If you think about a man who's suddenly threatened that his wife is earning more than him or has begun to earn more than him or is higher educated, she's spending her time around other high status men, more high status than you. She's away from you, even just from a proximity point of view. You are at risk, a bigger risk of losing her. So it is a threat to you.
So a lot of men do choose that strategy, which is a pretty dark strategy. dark finding but one we maybe need to reckon with as Richard Reeves points out women are beginning to outpace men so starkly so let's go back to your hypothetical sister what are we telling her
Yeah, I mean, it's just an artifact of the modern mating market that the sexes aren't really depending on each other as rolemates in the same way. If we think even ancestrally, two of the main things that women used to rely on men for are protection, the bodyguard hypothesis, protection from other men. and protection from the hostile forces of nature.
That's not really such a prescient factor anymore. And also, so protection and provisioning resources. If women are gathering their own resources, the state is protecting them as the bodyguard now, for a large degree. they might choose to, you know, to just go their own way kind of thing.
We hear about men going their own way, but it actually might be the case that women are beginning to go their own way. And, you know, it's just not obvious what a woman might get out of settling down. And it might just be a
bleak truth we have to reckon with that for the past number of decades maybe centuries women had been perhaps settling with men that they ordinarily wouldn't want out of strict economic necessity or strict monogamy norms.

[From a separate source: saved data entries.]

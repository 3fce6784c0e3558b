//! Simulated ad watching: a one-second countdown that fires a single
//! completion callback.

use std::time::Duration;

use tokio::sync::watch;
use tokio::task::JoinHandle;
use tokio::time::{MissedTickBehavior, interval};
use tokio_util::sync::CancellationToken;

#[derive(Debug, Clone, Copy, PartialEq, Eq)]
pub enum WatchOutcome {
    Completed,
    Cancelled,
}

/// A running countdown. Dropping the session cancels it.
pub struct WatchSession {
    remaining: watch::Receiver<u32>,
    cancel: CancellationToken,
    handle: Option<JoinHandle<WatchOutcome>>,
}

impl WatchSession {
    /// Start counting down `duration_secs`. `on_complete` runs once if the
    /// countdown reaches zero and never on cancellation.
    ///
    /// Must be called from within a tokio runtime.
    pub fn start<F>(duration_secs: u32, on_complete: F) -> Self
    where
        F: FnOnce() + Send + 'static,
    {
        let (tx, rx) = watch::channel(duration_secs);
        let cancel = CancellationToken::new();
        let token = cancel.clone();

        let handle = tokio::spawn(async move {
            let outcome = run_countdown(duration_secs, &tx, &token).await;
            if outcome == WatchOutcome::Completed {
                on_complete();
            }
            outcome
        });

        Self {
            remaining: rx,
            cancel,
            handle: Some(handle),
        }
    }

    /// Seconds left.
    pub fn remaining(&self) -> u32 {
        *self.remaining.borrow()
    }

    /// Receiver that sees every tick.
    pub fn subscribe(&self) -> watch::Receiver<u32> {
        self.remaining.clone()
    }

    pub fn cancel(&self) {
        self.cancel.cancel();
    }

    /// Wait for the countdown to finish or be cancelled.
    pub async fn finished(mut self) -> WatchOutcome {
        let Some(handle) = self.handle.take() else {
            return WatchOutcome::Cancelled;
        };
        match handle.await {
            Ok(outcome) => outcome,
            Err(e) => {
                tracing::error!("Watch countdown task failed: {e}");
                WatchOutcome::Cancelled
            }
        }
    }
}

impl Drop for WatchSession {
    fn drop(&mut self) {
        self.cancel.cancel();
    }
}

async fn run_countdown(
    duration_secs: u32,
    tx: &watch::Sender<u32>,
    cancel: &CancellationToken,
) -> WatchOutcome {
    let mut remaining = duration_secs;
    let mut ticker = interval(Duration::from_secs(1));
    ticker.set_missed_tick_behavior(MissedTickBehavior::Delay);
    // first tick completes immediately
    ticker.tick().await;

    while remaining > 0 {
        tokio::select! {
            biased;
            _ = cancel.cancelled() => return WatchOutcome::Cancelled,
            _ = ticker.tick() => {
                remaining -= 1;
                let _ = tx.send(remaining);
            }
        }
    }
    WatchOutcome::Completed
}

/// Countdown display, e.g. `0:05` or `1:00`.
pub fn format_countdown(seconds: u32) -> String {
    format!("{}:{:02}", seconds / 60, seconds % 60)
}

#[cfg(test)]
mod tests {
    use std::sync::Arc;
    use std::sync::atomic::{AtomicU32, Ordering};

    use super::*;

    fn counter() -> (Arc<AtomicU32>, impl FnOnce() + Send + 'static) {
        let hits = Arc::new(AtomicU32::new(0));
        let h = hits.clone();
        (hits, move || {
            h.fetch_add(1, Ordering::SeqCst);
        })
    }

    #[tokio::test(start_paused = true)]
    async fn countdown_completes_and_fires_once() {
        let (hits, on_complete) = counter();
        let session = WatchSession::start(3, on_complete);
        let mut rx = session.subscribe();
        assert_eq!(session.remaining(), 3);

        rx.changed().await.unwrap();
        assert_eq!(*rx.borrow(), 2);

        assert_eq!(session.finished().await, WatchOutcome::Completed);
        assert_eq!(*rx.borrow(), 0);
        assert_eq!(hits.load(Ordering::SeqCst), 1);
    }

    #[tokio::test(start_paused = true)]
    async fn cancelled_countdown_never_completes() {
        let (hits, on_complete) = counter();
        let session = WatchSession::start(30, on_complete);

        tokio::time::sleep(Duration::from_millis(2500)).await;
        assert_eq!(session.remaining(), 28);

        session.cancel();
        assert_eq!(session.finished().await, WatchOutcome::Cancelled);
        assert_eq!(hits.load(Ordering::SeqCst), 0);
    }

    #[tokio::test(start_paused = true)]
    async fn dropping_the_session_cancels_it() {
        let (hits, on_complete) = counter();
        let session = WatchSession::start(2, on_complete);
        drop(session);

        tokio::time::sleep(Duration::from_secs(5)).await;
        assert_eq!(hits.load(Ordering::SeqCst), 0);
    }

    #[test]
    fn formats_minutes_and_seconds() {
        assert_eq!(format_countdown(5), "0:05");
        assert_eq!(format_countdown(45), "0:45");
        assert_eq!(format_countdown(60), "1:00");
        assert_eq!(format_countdown(125), "2:05");
    }
}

Let me ask a really uncomfortable question. Go ahead. Were they settling for men that they didn't want or did that change the context enough that there was just a broader pool of men that they wanted?
Yeah, I think the latter is probably more true. I don't think we had generations of women who were like, oh, my God, what have I had to do? I hate my husband. I don't think that's the case. I just think we had very strict kind of, you know, stricter lines around role mates. And it was people were happy to kind of live in that world, you know.